KNODE-DW MPC

Flying Quadrotors in Tight Formations using Learning-based Model Predictive Control

I tackled the challenge of enabling quadrotors to fly in tight formations and navigate in the presence of complex downwash airflows. To accomplish this, I combined first-principle physics models with neural ODEs to accurately model the dynamics of quadrotor downwash. While MPC can be employed to achieve exceptional control performance, it requires a precise model of the system dynamics. As such, I developed a learning-based MPC framework — KNODE-DW MPC — by integrating the hybrid physics and neural ODE model with MPC.
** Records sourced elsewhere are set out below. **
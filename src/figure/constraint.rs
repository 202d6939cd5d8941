use std::f32::consts::FRAC_PI_2;

use glam::Vec2;

use crate::figure::node::Node;
use crate::renderer::{ImageHandle, Segment};
use crate::Viewport;

/// Visual binding carried by a constraint that doubles as a body segment.
#[derive(Debug, Clone)]
pub struct SegmentBinding {
    pub image: ImageHandle,
    /// Authored local offset from the first endpoint, in simulation units
    pub offset: Vec2,
    /// Authored rotation bias in radians
    pub angle: f32,
}

/// A distance relationship between two nodes, relaxed iteratively toward the
/// rest squared-distance captured once from the authored pose. Endpoints are
/// arena indices into the owning figure's node list.
#[derive(Debug, Clone)]
pub struct Constraint {
    pub n0: usize,
    pub n1: usize,
    rest_d2: f32,
    pub visual: Option<SegmentBinding>,
}

impl Constraint {
    /// The caller guarantees distinct endpoint positions; the skeleton is
    /// validated before any constraint is built.
    pub fn new(n0: usize, n1: usize, nodes: &[Node], visual: Option<SegmentBinding>) -> Self {
        let rest_d2 = nodes[n0].position.distance_squared(nodes[n1].position);
        Self {
            n0,
            n1,
            rest_d2,
            visual,
        }
    }

    pub fn rest_d2(&self) -> f32 {
        self.rest_d2
    }

    pub fn current_d2(&self, nodes: &[Node]) -> f32 {
        nodes[self.n0].position.distance_squared(nodes[self.n1].position)
    }

    /// One relaxation pass: a cheap squared-distance projection, not an exact
    /// solve. The correction splits by the opposite endpoint's mass fraction
    /// so the heavier end moves less; convergence needs repeated passes.
    pub fn solve(&self, nodes: &mut [Node]) {
        let tween = nodes[self.n1].position - nodes[self.n0].position;
        let d2 = tween.length_squared();
        let delta = self.rest_d2 / (d2 + self.rest_d2) - 0.5;
        let total = nodes[self.n0].mass + nodes[self.n1].mass;
        let share0 = nodes[self.n0].mass / total;
        let share1 = nodes[self.n1].mass / total;
        nodes[self.n1].position += tween * (delta * share0);
        nodes[self.n0].position -= tween * (delta * share1);
    }

    /// Screen-space transform for the bound image, if any. Pure geometry;
    /// drawing is the rendering collaborator's business.
    pub fn segment(&self, nodes: &[Node], viewport: &Viewport) -> Option<Segment> {
        let visual = self.visual.as_ref()?;
        let tween = nodes[self.n1].position - nodes[self.n0].position;
        let rotation = tween.y.atan2(tween.x) - FRAC_PI_2 + visual.angle;
        Some(Segment {
            position: viewport.project(nodes[self.n0].position),
            rotation,
            image: visual.image,
            offset: visual.offset,
        })
    }
}
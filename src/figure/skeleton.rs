use serde::{Deserialize, Serialize};

use crate::error::RigError;
use crate::figure::behavior::Behavior;

/// Declarative rig description: authored once, never mutated after the
/// figure is built. Serializable so rigs can live as data.
#[derive(Debug, Clone, Serialize, Deserialize)]
pub struct Skeleton {
    pub nodes: Vec<NodeSpec>,
    pub bones: Vec<BoneSpec>,
}

#[derive(Debug, Clone, Serialize, Deserialize)]
pub struct NodeSpec {
    /// Authored position relative to the figure anchor
    pub x: f32,
    pub y: f32,
    /// Collision width, also the basis of the pointer capture radius
    pub w: f32,
    #[serde(default = "default_mass")]
    pub mass: f32,
    #[serde(default)]
    pub behavior: Option<Behavior>,
}

fn default_mass() -> f32 {
    1.0
}

/// A distance constraint between two nodes, by index into the node list.
#[derive(Debug, Clone, Serialize, Deserialize)]
pub struct BoneSpec {
    pub n0: usize,
    pub n1: usize,
    /// Present only when the bone is also a visible body segment
    #[serde(default)]
    pub segment: Option<SegmentSpec>,
}

/// Visual binding for a bone: which image to draw and where, relative to the
/// first endpoint.
#[derive(Debug, Clone, Serialize, Deserialize)]
pub struct SegmentSpec {
    /// Asset key resolved by the rendering collaborator
    pub image: String,
    #[serde(default)]
    pub x: f32,
    #[serde(default)]
    pub y: f32,
    /// Rotation bias in radians
    #[serde(default)]
    pub angle: f32,
}

impl Skeleton {
    /// Reject the configuration errors that would break the solver: bones
    /// pointing at missing nodes, and authored endpoints that coincide
    /// (their rest squared-distance would be zero).
    pub fn validate(&self) -> Result<(), RigError> {
        if self.nodes.is_empty() {
            return Err(RigError::EmptySkeleton);
        }
        for (index, bone) in self.bones.iter().enumerate() {
            for node in [bone.n0, bone.n1] {
                if node >= self.nodes.len() {
                    return Err(RigError::NodeOutOfRange {
                        constraint: index,
                        node,
                    });
                }
            }
            let alpha = &self.nodes[bone.n0];
            let omega = &self.nodes[bone.n1];
            if alpha.x == omega.x && alpha.y == omega.y {
                return Err(RigError::CoincidentEndpoints { constraint: index });
            }
        }
        Ok(())
    }
}
use glam::Vec2;

/// One frame's snapshot of pointer input, in raw screen coordinates.
///
/// The snapshot is passed explicitly into every step; the core never reads
/// ambient input state. The drag reference is the one field the core writes
/// back: nodes capture it on press and clear it on release.
#[derive(Debug, Clone, Copy, Default, PartialEq)]
pub struct Pointer {
    pub position: Vec2,
    pub pressed: bool,
    pub drag: Option<DragTarget>,
}

/// Identity of the single node currently positioned by the pointer.
#[derive(Debug, Clone, Copy, PartialEq, Eq)]
pub struct DragTarget {
    pub figure: usize,
    pub node: usize,
}

impl Pointer {
    pub fn moved_to(position: Vec2) -> Self {
        Self {
            position,
            ..Self::default()
        }
    }

    /// Which node of the given figure is being dragged, if any.
    pub fn dragged_node(&self, figure: usize) -> Option<usize> {
        self.drag
            .and_then(|drag| (drag.figure == figure).then_some(drag.node))
    }

    /// True while some other figure owns the active drag target.
    pub fn drag_elsewhere(&self, figure: usize) -> bool {
        self.drag.is_some_and(|drag| drag.figure != figure)
    }
}
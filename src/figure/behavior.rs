use glam::Vec2;
use serde::{Deserialize, Serialize};

/// Per-node gait behaviors, a closed set dispatched by tag.
///
/// Each variant is a pure function of the node's own position, the figure's
/// oscillation sign, the node's activity scalar, and the figure anchor. A
/// behavior may only displace its own node. `Follow` is the one exception to
/// pure gait: it reads cross-figure drag state, so the node resolves it in
/// its own integration step rather than here.
#[derive(Debug, Clone, Copy, PartialEq, Serialize, Deserialize)]
pub enum Behavior {
    /// Rise steadily while easing toward the figure's anchor column
    Sway { lift: f32, pull: f32 },
    /// Rise steadily
    Lift { rate: f32 },
    /// Knee drive: push up and sideways on one half of the oscillation,
    /// drop on the other; `reverse` swaps the halves for the opposite leg
    Kick {
        sway: f32,
        lift: f32,
        drop: f32,
        reverse: bool,
    },
    /// Foot plant: constant sink toward the ground plus a raise/slam split
    /// across the oscillation; `reverse` swaps the halves
    Stamp {
        sink: f32,
        raise: f32,
        slam: f32,
        reverse: bool,
    },
    /// Ease toward the pointer while the other figure is being dragged
    Follow,
}

impl Behavior {
    /// Displacement for one frame. `dir` is the oscillation sign and
    /// `intensity` the activity scalar multiplying every amplitude.
    pub fn displace(self, position: Vec2, dir: f32, intensity: f32, anchor: f32) -> Vec2 {
        let f = intensity;
        match self {
            Behavior::Sway { lift, pull } => {
                Vec2::new((anchor - position.x) * pull, -lift * f)
            }
            Behavior::Lift { rate } => Vec2::new(0.0, -rate * f),
            Behavior::Kick {
                sway,
                lift,
                drop,
                reverse,
            } => {
                let driving = (dir > 0.0) != reverse;
                if driving {
                    Vec2::new(sway * f, -lift * f)
                } else {
                    Vec2::new(0.0, drop * f)
                }
            }
            Behavior::Stamp {
                sink,
                raise,
                slam,
                reverse,
            } => {
                let raising = (dir > 0.0) != reverse;
                let split = if raising { -raise * f } else { slam * f };
                Vec2::new(0.0, sink * f + split)
            }
            Behavior::Follow => Vec2::ZERO,
        }
    }
}
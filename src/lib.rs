pub mod config;
pub mod error;
pub mod github;
pub mod scanner;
We obtained groundbreaking results with this framework such as a 40% performance improvement in trajectory tracking compared to nominal MPC in both simulations and physical experiments. I successfully flew two Crazyflie quadrotors in a stacked formation with only 12 cm of vertical separation—the first demonstration of its kind. This work resulted in a submission to ICRA 2025 where I am a co-first author.
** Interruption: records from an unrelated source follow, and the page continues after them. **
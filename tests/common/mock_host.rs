//! Mock code host for scanner tests

#![allow(dead_code)]

use async_trait::async_trait;
use chrono::{DateTime, Duration, TimeZone, Utc};
use org_pr_scanner::config::{MergeMethod, Visibility};
use org_pr_scanner::error::{HostError, HostResult};
use org_pr_scanner::github::{
    CheckState, Mergeable, PullRequest, PullRequestHost, Repository, StatusCheck,
};
use std::collections::{HashMap, HashSet};
use std::sync::Mutex;

/// Call record for `merge_pull_request`
#[derive(Debug, Clone, PartialEq, Eq)]
pub struct MergeCall {
    pub repo: String,
    pub number: u64,
    pub method: MergeMethod,
}

/// Hand-written host with canned responses, call tracking and error injection.
#[derive(Default)]
pub struct MockHost {
    repositories: Vec<Repository>,
    pull_requests: HashMap<String, Vec<PullRequest>>,
    visibilities: HashMap<String, Visibility>,
    // Error injection
    error_on_list_repos: Option<String>,
    error_on_list_prs: HashSet<String>,
    error_on_merge: HashSet<(String, u64)>,
    // Call tracking
    list_pr_calls: Mutex<Vec<String>>,
    merge_calls: Mutex<Vec<MergeCall>>,
}

impl MockHost {
    pub fn new() -> Self {
        Self::default()
    }

    pub fn with_repo(mut self, name: &str, visibility: Visibility) -> Self {
        self.repositories.push(repo(name, visibility));
        self
    }

    pub fn with_archived_repo(mut self, name: &str) -> Self {
        let mut archived = repo(name, Visibility::Public);
        archived.archived = true;
        self.repositories.push(archived);
        self
    }

    pub fn with_prs(mut self, repo: &str, prs: Vec<PullRequest>) -> Self {
        self.pull_requests.insert(repo.to_string(), prs);
        self
    }

    pub fn with_visibility(mut self, full_name: &str, visibility: Visibility) -> Self {
        self.visibilities.insert(full_name.to_string(), visibility);
        self
    }

    pub fn fail_list_repos(mut self, msg: &str) -> Self {
        self.error_on_list_repos = Some(msg.to_string());
        self
    }

    pub fn fail_list_prs(mut self, repo: &str) -> Self {
        self.error_on_list_prs.insert(repo.to_string());
        self
    }

    pub fn fail_merge(mut self, repo: &str, number: u64) -> Self {
        self.error_on_merge.insert((repo.to_string(), number));
        self
    }

    pub fn list_pr_calls(&self) -> Vec<String> {
        self.list_pr_calls.lock().unwrap().clone()
    }

    pub fn merge_calls(&self) -> Vec<MergeCall> {
        self.merge_calls.lock().unwrap().clone()
    }

    pub fn merged_numbers(&self, repo: &str) -> Vec<u64> {
        self.merge_calls()
            .into_iter()
            .filter(|c| c.repo == repo)
            .map(|c| c.number)
            .collect()
    }
}

#[async_trait]
impl PullRequestHost for MockHost {
    async fn list_repositories(&self, _org: &str) -> HostResult<Vec<Repository>> {
        if let Some(msg) = &self.error_on_list_repos {
            return Err(HostError::Request(msg.clone()));
        }
        Ok(self.repositories.clone())
    }

    async fn list_open_pull_requests(&self, repo: &Repository) -> HostResult<Vec<PullRequest>> {
        self.list_pr_calls.lock().unwrap().push(repo.name.clone());
        if self.error_on_list_prs.contains(&repo.name) {
            return Err(HostError::Request("network error".to_string()));
        }
        Ok(self.pull_requests.get(&repo.name).cloned().unwrap_or_default())
    }

    async fn merge_pull_request(
        &self,
        repo: &Repository,
        number: u64,
        method: MergeMethod,
    ) -> HostResult<()> {
        self.merge_calls.lock().unwrap().push(MergeCall {
            repo: repo.name.clone(),
            number,
            method,
        });
        if self.error_on_merge.contains(&(repo.name.clone(), number)) {
            return Err(HostError::MergeRejected(
                "Base branch was modified. Review and try the merge again.".to_string(),
            ));
        }
        Ok(())
    }

    async fn repository_visibility(&self, full_name: &str) -> HostResult<Visibility> {
        self.visibilities
            .get(full_name)
            .copied()
            .ok_or_else(|| HostError::Request(format!("{} not found", full_name)))
    }
}

pub fn now() -> DateTime<Utc> {
    Utc.with_ymd_and_hms(2024, 6, 30, 12, 0, 0).unwrap()
}

pub fn repo(name: &str, visibility: Visibility) -> Repository {
    Repository {
        owner: "acme".to_string(),
        name: name.to_string(),
        html_url: format!("https://github.com/acme/{}", name),
        archived: false,
        visibility,
    }
}

/// A Dependabot workflow bump that passes every merge rule.
pub fn bot_pr(repo: &str, number: u64, age_days: i64) -> PullRequest {
    PullRequest {
        repository: repo.to_string(),
        number,
        title: format!("Bump actions/checkout in {} (#{})", repo, number),
        url: format!("https://github.com/acme/{}/pull/{}", repo, number),
        author: Some("dependabot".to_string()),
        created_at: now() - Duration::days(age_days),
        files: vec![".github/workflows/ci.yml".to_string()],
        files_truncated: false,
        mergeable: Mergeable::Mergeable,
        checks: vec![StatusCheck {
            name: "Tests".to_string(),
            state: CheckState::Success,
        }],
    }
}

pub fn human_pr(repo: &str, number: u64, age_days: i64) -> PullRequest {
    PullRequest {
        author: Some("octocat".to_string()),
        title: format!("Fix widget alignment (#{})", number),
        files: vec!["src/widget.rs".to_string()],
        ..bot_pr(repo, number, age_days)
    }
}

pub fn with_check(mut pr: PullRequest, name: &str, state: CheckState) -> PullRequest {
    pr.checks.push(StatusCheck {
        name: name.to_string(),
        state,
    });
    pr
}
Publication Link: Submitted to ICRA 2025

Publication PDF: PDF

Demo video at: Demo

KNODE-DW MPC: Top: A composite photo depicting two Crazyflie (CF) quadrotors flying in lemniscate trajectories, under a stacked formation with a commanded separation of 2 body lengths. This is achieved with our proposed framework. The frames used to create this photo are extracted from a video taken during a physical experiment. Bottom: Schematic of our framework.